───── DATA SHOWN

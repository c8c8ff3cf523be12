use argon2::{
    password_hash::{PasswordHash, PasswordHasher, PasswordVerifier, SaltString},
    Argon2,
};
use rand::rngs::OsRng;

use crate::error::Result;

pub fn hash_password(plain: &str) -> Result<String> {
    let salt = SaltString::generate(&mut OsRng);
    let password_hash = Argon2::default()
        .hash_password(plain.as_bytes(), &salt)?
        .to_string();
    Ok(password_hash)
}

/// A malformed stored hash is an error; a wrong password is `Ok(false)`.
pub fn verify_password(plain: &str, hashed: &str) -> Result<bool> {
    let parsed_hash = PasswordHash::new(hashed)?;
    Ok(Argon2::default()
        .verify_password(plain.as_bytes(), &parsed_hash)
        .is_ok())
}

#[cfg(test)]
mod tests {
    use super::*;

    #[test]
    fn hashed_password_verifies() {
        let hash = hash_password("India@123").unwrap();
        assert_ne!(hash, "India@123");
        assert!(verify_password("India@123", &hash).unwrap());
        assert!(!verify_password("India@124", &hash).unwrap());
    }

    #[test]
    fn garbage_hash_is_an_error() {
        assert!(verify_password("whatever", "not-a-phc-string").is_err());
    }
}
use rust_decimal::Decimal;
use serde::{Deserialize, Serialize};
use std::fmt;

use crate::models::test::PassPercentage;

#[derive(Debug, Clone, Copy, PartialEq, Eq, Serialize, Deserialize)]
pub enum TestResult {
    Passed,
    Failed,
}

impl fmt::Display for TestResult {
    fn fmt(&self, f: &mut fmt::Formatter<'_>) -> fmt::Result {
        match self {
            TestResult::Passed => f.write_str("Passed"),
            TestResult::Failed => f.write_str("Failed"),
        }
    }
}

pub struct GradingService;

impl GradingService {
    /// How far into the ordered question sequence the student is, computed
    /// before the current question is answered.
    pub fn progress(remaining: i64, total: i64) -> i64 {
        if total <= 0 {
            return 0;
        }
        let done = ((remaining - 1) as f64 / total as f64) * 100.0;
        100 - done.round_ties_even() as i64
    }

    /// Percentage of correct answers, rounded half-to-even to two places.
    pub fn score(correct: i64, total: i64) -> Decimal {
        if total <= 0 {
            return Decimal::ZERO;
        }
        let mut score =
            (Decimal::from(correct) * Decimal::ONE_HUNDRED / Decimal::from(total)).round_dp(2);
        score.rescale(2);
        score
    }

    pub fn classify(score: Decimal, pass_percentage: PassPercentage) -> TestResult {
        if score < Decimal::from(pass_percentage.value()) {
            TestResult::Failed
        } else {
            TestResult::Passed
        }
    }

    pub fn result_message(test_name: &str, score: Decimal, result: TestResult) -> String {
        match result {
            TestResult::Passed => format!(
                "Congratulations! You completed the test {} with success! You scored {} points.",
                test_name, score
            ),
            TestResult::Failed => format!(
                "Better luck next time! Your score for the test {} was {}.",
                test_name, score
            ),
        }
    }
}

#[cfg(test)]
mod tests {
    use super::*;
    use rust_decimal::Decimal;

    fn dec(s: &str) -> Decimal {
        s.parse().unwrap()
    }

    #[test]
    fn progress_follows_remaining_questions() {
        assert_eq!(GradingService::progress(1, 1), 100);
        assert_eq!(GradingService::progress(2, 2), 50);
        assert_eq!(GradingService::progress(1, 2), 100);
        assert_eq!(GradingService::progress(4, 4), 25);
        assert_eq!(GradingService::progress(3, 4), 50);
        assert_eq!(GradingService::progress(3, 3), 33);
        assert_eq!(GradingService::progress(2, 3), 67);
    }

    #[test]
    fn progress_rounds_half_to_even() {
        // 3/8 = 37.5% done -> 38, 5/8 = 62.5% done -> 62
        assert_eq!(GradingService::progress(4, 8), 62);
        assert_eq!(GradingService::progress(6, 8), 38);
    }

    #[test]
    fn progress_of_empty_test_is_zero() {
        assert_eq!(GradingService::progress(0, 0), 0);
    }

    #[test]
    fn score_rounds_to_two_places() {
        assert_eq!(GradingService::score(2, 2), dec("100.00"));
        assert_eq!(GradingService::score(1, 2), dec("50.00"));
        assert_eq!(GradingService::score(0, 2), dec("0.00"));
        assert_eq!(GradingService::score(2, 3), dec("66.67"));
        assert_eq!(GradingService::score(1, 3), dec("33.33"));
        assert_eq!(GradingService::score(1, 32), dec("3.12"));
        assert_eq!(GradingService::score(0, 0), Decimal::ZERO);
        assert_eq!(GradingService::score(1, 2).to_string(), "50.00");
    }

    #[test]
    fn threshold_is_inclusive() {
        let pass = PassPercentage::P50;
        assert_eq!(GradingService::classify(dec("100.00"), pass), TestResult::Passed);
        assert_eq!(GradingService::classify(dec("50.00"), pass), TestResult::Passed);
        assert_eq!(GradingService::classify(dec("49.99"), pass), TestResult::Failed);
        assert_eq!(GradingService::classify(dec("0.00"), pass), TestResult::Failed);
    }

    #[test]
    fn algebra_example() {
        let total = 2;
        let pass = PassPercentage::P50;
        let outcomes: Vec<_> = (0..=total)
            .rev()
            .map(|correct| {
                let score = GradingService::score(correct, total);
                (score, GradingService::classify(score, pass))
            })
            .collect();
        assert_eq!(
            outcomes,
            vec![
                (dec("100.00"), TestResult::Passed),
                (dec("50.00"), TestResult::Passed),
                (dec("0.00"), TestResult::Failed),
            ]
        );
    }

    #[test]
    fn messages_name_test_and_score() {
        let msg = GradingService::result_message("Algebra 101", dec("50.00"), TestResult::Passed);
        assert_eq!(
            msg,
            "Congratulations! You completed the test Algebra 101 with success! You scored 50.00 points."
        );
        let msg = GradingService::result_message("Algebra 101", dec("0.00"), TestResult::Failed);
        assert_eq!(msg, "Better luck next time! Your score for the test Algebra 101 was 0.00.");
    }
}
pub mod config;
pub mod database;
pub mod dto;
pub mod error;
pub mod middleware;
pub mod models;
pub mod routes;
pub mod services;
pub mod utils;

use crate::config::Config;
use crate::error::Result;
use crate::services::{
    attempt_service::AttemptService, auth_service::AuthService,
    notification_service::NotificationService, question_service::QuestionService,
    test_service::TestService,
};
use reqwest::Client;
use sqlx::PgPool;

#[derive(Clone)]
pub struct AppState {
    pub pool: PgPool,
    pub auth_service: AuthService,
    pub test_service: TestService,
    pub question_service: QuestionService,
    pub attempt_service: AttemptService,
}

impl AppState {
    pub fn new(pool: PgPool) -> Result<Self> {
        let config = crate::config::get_config();
        let http_client = Client::builder()
            .timeout(std::time::Duration::from_secs(30))
            .build()?;
        let notification_service = NotificationService::from_config(http_client, config);
        Ok(Self::with_notifier(pool, notification_service))
    }

    /// Builds the state around a given notifier, e.g. one with a stub mailer.
    pub fn with_notifier(pool: PgPool, notification_service: NotificationService) -> Self {
        Self {
            auth_service: AuthService::new(pool.clone()),
            test_service: TestService::new(pool.clone()),
            question_service: QuestionService::new(pool.clone()),
            attempt_service: AttemptService::new(pool.clone(), notification_service),
            pool,
        }
    }

    pub fn config(&self) -> &'static Config {
        crate::config::get_config()
    }
}
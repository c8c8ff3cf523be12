use chrono::{DateTime, Utc};
use serde::{Deserialize, Serialize};
use sqlx::FromRow;
use uuid::Uuid;

#[derive(Debug, Clone, Serialize, Deserialize, FromRow)]
pub struct StudentAnswer {
    pub id: Uuid,
    pub student_id: Uuid,
    pub answer_id: Uuid,
    pub created_at: DateTime<Utc>,
}
use serde::{Deserialize, Serialize};
use sqlx::FromRow;
use uuid::Uuid;

#[derive(Debug, Clone, Serialize, Deserialize, FromRow)]
pub struct Student {
    pub user_id: Uuid,
    pub first_name: String,
    pub surname: Option<String>,
    pub email: String,
}
use axum::{
    http::StatusCode,
    response::{IntoResponse, Json},
};
use serde_json::json;

pub type Result<T> = std::result::Result<T, Error>;

#[derive(Debug, thiserror::Error)]
pub enum Error {
    #[error("Configuration error: {0}")]
    Config(String),

    #[error("Bad request: {0}")]
    BadRequest(String),

    #[error("Unauthorized: {0}")]
    Unauthorized(String),

    #[error("Forbidden: {0}")]
    Forbidden(String),

    #[error("Not found: {0}")]
    NotFound(String),

    #[error("Database error: {0}")]
    Database(sqlx::Error),

    #[error("Migration error: {0}")]
    Migrate(#[from] sqlx::migrate::MigrateError),

    #[error("Validation error: {0}")]
    Validation(#[from] validator::ValidationErrors),

    #[error("HTTP error: {0}")]
    Reqwest(#[from] reqwest::Error),

    #[error("Token error: {0}")]
    Token(#[from] jsonwebtoken::errors::Error),

    #[error("Internal error: {0}")]
    Internal(String),
}

impl IntoResponse for Error {
    fn into_response(self) -> axum::response::Response {
        let (status, error_message) = match self {
            Error::BadRequest(msg) => (StatusCode::BAD_REQUEST, msg),
            Error::Unauthorized(msg) => (StatusCode::UNAUTHORIZED, msg),
            Error::Forbidden(msg) => (StatusCode::FORBIDDEN, msg),
            Error::NotFound(msg) => (StatusCode::NOT_FOUND, msg),
            Error::Validation(err) => (StatusCode::BAD_REQUEST, err.to_string()),
            Error::Reqwest(err) => (
                StatusCode::BAD_GATEWAY,
                format!("External service error: {}", err),
            ),
            Error::Token(_) => (StatusCode::UNAUTHORIZED, "invalid_token".to_string()),
            Error::Database(err) => {
                tracing::error!(error = ?err, "database error");
                (
                    StatusCode::INTERNAL_SERVER_ERROR,
                    "An unexpected error occurred".to_string(),
                )
            }
            Error::Internal(msg) => {
                tracing::error!(%msg, "internal error");
                (StatusCode::INTERNAL_SERVER_ERROR, msg)
            }
            _ => (
                StatusCode::INTERNAL_SERVER_ERROR,
                "An unexpected error occurred".to_string(),
            ),
        };

        let body = Json(json!({ "error": error_message }));
        (status, body).into_response()
    }
}

impl From<sqlx::Error> for Error {
    fn from(err: sqlx::Error) -> Self {
        match err {
            sqlx::Error::RowNotFound => Error::NotFound("Resource not found".to_string()),
            other => Error::Database(other),
        }
    }
}

impl From<argon2::password_hash::Error> for Error {
    fn from(err: argon2::password_hash::Error) -> Self {
        Error::Internal(format!("Password hashing failed: {}", err))
    }
}

#[cfg(test)]
mod tests {
    use super::*;

    #[test]
    fn row_not_found_maps_to_not_found() {
        let err: Error = sqlx::Error::RowNotFound.into();
        assert!(matches!(err, Error::NotFound(_)));
    }

    #[test]
    fn status_codes_follow_variants() {
        let cases = [
            (Error::BadRequest("x".into()), StatusCode::BAD_REQUEST),
            (Error::Unauthorized("x".into()), StatusCode::UNAUTHORIZED),
            (Error::Forbidden("x".into()), StatusCode::FORBIDDEN),
            (Error::NotFound("x".into()), StatusCode::NOT_FOUND),
            (Error::Internal("x".into()), StatusCode::INTERNAL_SERVER_ERROR),
        ];
        for (err, expected) in cases {
            assert_eq!(err.into_response().status(), expected);
        }
    }
}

──────────

▶ WORK INSTRUCTION
In the records above, find each line holding "next" and copy it.

▶ TASK RESPONSE
                "Better luck next time! Your score for the test {} was {}.",
        assert_eq!(msg, "Better luck next time! Your score for the test Algebra 101 was 0.00.");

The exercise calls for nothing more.